## Task directions
Report, as a bare number, how many lines in the data contain "inputs".

## Items from a data source
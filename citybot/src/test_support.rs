//! Scripted devices, detectors, clocks, and stores for deterministic tests.

use std::cell::{Cell, RefCell};
use std::collections::{BTreeMap, VecDeque};
use std::time::Duration;

use anyhow::{Context, Result, anyhow, bail};
use chrono::{DateTime, TimeDelta, TimeZone, Utc};
use tempfile::TempDir;

use crate::core::detection::{Detection, Point};
use crate::core::state::InstanceState;
use crate::io::clock::Clock;
use crate::io::detector::Detector;
use crate::io::device::{Device, Frame, KeyCode};
use crate::io::state_store::{JsonStateStore, StateStore};

/// Create a 40x40 detection centred on (`x`, `y`).
pub fn det(class: &str, x: f64, y: f64, confidence: f64) -> Detection {
    Detection {
        class: class.to_string(),
        x,
        y,
        width: 40.0,
        height: 40.0,
        confidence,
    }
}

/// One input recorded by [`ScriptedDevice`].
#[derive(Debug, Clone, PartialEq, Eq)]
pub enum Input {
    Tap(Point),
    Swipe {
        from: Point,
        to: Point,
        duration_ms: u64,
    },
    Key(u32),
    Restart,
}

/// Device that records inputs and returns a fixed PNG frame.
#[derive(Debug, Default)]
pub struct ScriptedDevice {
    inputs: RefCell<Vec<Input>>,
    fail_taps: Cell<bool>,
    fail_captures: Cell<bool>,
    captures: Cell<usize>,
}

impl ScriptedDevice {
    pub fn new() -> Self {
        Self::default()
    }

    pub fn inputs(&self) -> Vec<Input> {
        self.inputs.borrow().clone()
    }

    /// Tap targets only, in order.
    pub fn taps(&self) -> Vec<Point> {
        self.inputs
            .borrow()
            .iter()
            .filter_map(|input| match input {
                Input::Tap(point) => Some(*point),
                _ => None,
            })
            .collect()
    }

    pub fn restarts(&self) -> usize {
        self.inputs
            .borrow()
            .iter()
            .filter(|input| **input == Input::Restart)
            .count()
    }

    pub fn captures(&self) -> usize {
        self.captures.get()
    }

    /// Make every subsequent tap fail without being recorded.
    pub fn fail_taps(&self, fail: bool) {
        self.fail_taps.set(fail);
    }

    pub fn fail_captures(&self, fail: bool) {
        self.fail_captures.set(fail);
    }

    fn record(&self, input: Input) {
        self.inputs.borrow_mut().push(input);
    }
}

impl Device for ScriptedDevice {
    fn tap(&self, point: Point) -> Result<()> {
        if self.fail_taps.get() {
            bail!("device offline");
        }
        self.record(Input::Tap(point));
        Ok(())
    }

    fn swipe(&self, from: Point, to: Point, duration: Duration) -> Result<()> {
        self.record(Input::Swipe {
            from,
            to,
            duration_ms: duration.as_millis() as u64,
        });
        Ok(())
    }

    fn press_key(&self, key: KeyCode) -> Result<()> {
        self.record(Input::Key(key.code()));
        Ok(())
    }

    fn capture(&self) -> Result<Frame> {
        if self.fail_captures.get() {
            bail!("screencap failed");
        }
        self.captures.set(self.captures.get() + 1);
        Ok(Frame(b"\x89PNG\r\n\x1a\nscripted".to_vec()))
    }

    fn restart_app(&self) -> Result<()> {
        self.record(Input::Restart);
        Ok(())
    }
}

/// Detector that replays queued responses, then returns nothing.
#[derive(Debug, Default)]
pub struct ScriptedDetector {
    responses: RefCell<VecDeque<Result<Vec<Detection>, String>>>,
    calls: Cell<usize>,
}

impl ScriptedDetector {
    pub fn new() -> Self {
        Self::default()
    }

    pub fn push(&self, detections: Vec<Detection>) {
        self.responses.borrow_mut().push_back(Ok(detections));
    }

    pub fn push_failure(&self, message: &str) {
        self.responses
            .borrow_mut()
            .push_back(Err(message.to_string()));
    }

    pub fn calls(&self) -> usize {
        self.calls.get()
    }

    pub fn remaining(&self) -> usize {
        self.responses.borrow().len()
    }
}

impl Detector for ScriptedDetector {
    fn detect(&self, _model: &str, _frame: &Frame) -> Result<Vec<Detection>> {
        self.calls.set(self.calls.get() + 1);
        match self.responses.borrow_mut().pop_front() {
            Some(Ok(detections)) => Ok(detections),
            Some(Err(message)) => Err(anyhow!(message)),
            None => Ok(Vec::new()),
        }
    }
}

/// Clock whose `sleep` advances time instantly.
#[derive(Debug)]
pub struct ManualClock {
    now: Cell<DateTime<Utc>>,
    slept: Cell<Duration>,
}

impl Default for ManualClock {
    fn default() -> Self {
        Self::new()
    }
}

impl ManualClock {
    /// Starts at 2024-01-01T00:00:00Z.
    pub fn new() -> Self {
        let start = Utc
            .with_ymd_and_hms(2024, 1, 1, 0, 0, 0)
            .single()
            .unwrap_or_default();
        Self {
            now: Cell::new(start),
            slept: Cell::new(Duration::ZERO),
        }
    }

    /// Total time spent in `sleep`.
    pub fn slept(&self) -> Duration {
        self.slept.get()
    }

    /// Move time forward without counting it as sleep.
    pub fn advance(&self, duration: Duration) {
        let delta = TimeDelta::from_std(duration).unwrap_or(TimeDelta::MAX);
        self.now.set(self.now.get() + delta);
    }
}

impl Clock for ManualClock {
    fn now(&self) -> DateTime<Utc> {
        self.now.get()
    }

    fn sleep(&self, duration: Duration) {
        self.advance(duration);
        self.slept.set(self.slept.get() + duration);
    }
}

/// In-memory [`StateStore`] that counts saves.
#[derive(Debug, Default)]
pub struct MemoryStateStore {
    states: RefCell<BTreeMap<String, InstanceState>>,
    saves: Cell<usize>,
}

impl MemoryStateStore {
    pub fn new() -> Self {
        Self::default()
    }

    pub fn with_state(state: InstanceState) -> Self {
        let store = Self::default();
        store.states.borrow_mut().insert(state.id.clone(), state);
        store
    }

    pub fn saves(&self) -> usize {
        self.saves.get()
    }

    pub fn get(&self, id: &str) -> Option<InstanceState> {
        self.states.borrow().get(id).cloned()
    }
}

impl StateStore for MemoryStateStore {
    fn load(&self, id: &str) -> Result<Option<InstanceState>> {
        Ok(self.get(id))
    }

    fn save(&self, id: &str, state: &InstanceState) -> Result<()> {
        self.states.borrow_mut().insert(id.to_string(), state.clone());
        self.saves.set(self.saves.get() + 1);
        Ok(())
    }
}

/// Scratch state directory backing a real [`JsonStateStore`].
///
/// The directory is removed when this value is dropped.
#[derive(Debug)]
pub struct TempStateDir {
    _dir: TempDir,
    store: JsonStateStore,
}

impl TempStateDir {
    pub fn new() -> Result<Self> {
        let dir = tempfile::tempdir().context("create temp state dir")?;
        let store = JsonStateStore::new(dir.path().join("state"));
        Ok(Self { _dir: dir, store })
    }

    pub fn store(&self) -> &JsonStateStore {
        &self.store
    }
}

## Solved exercise
7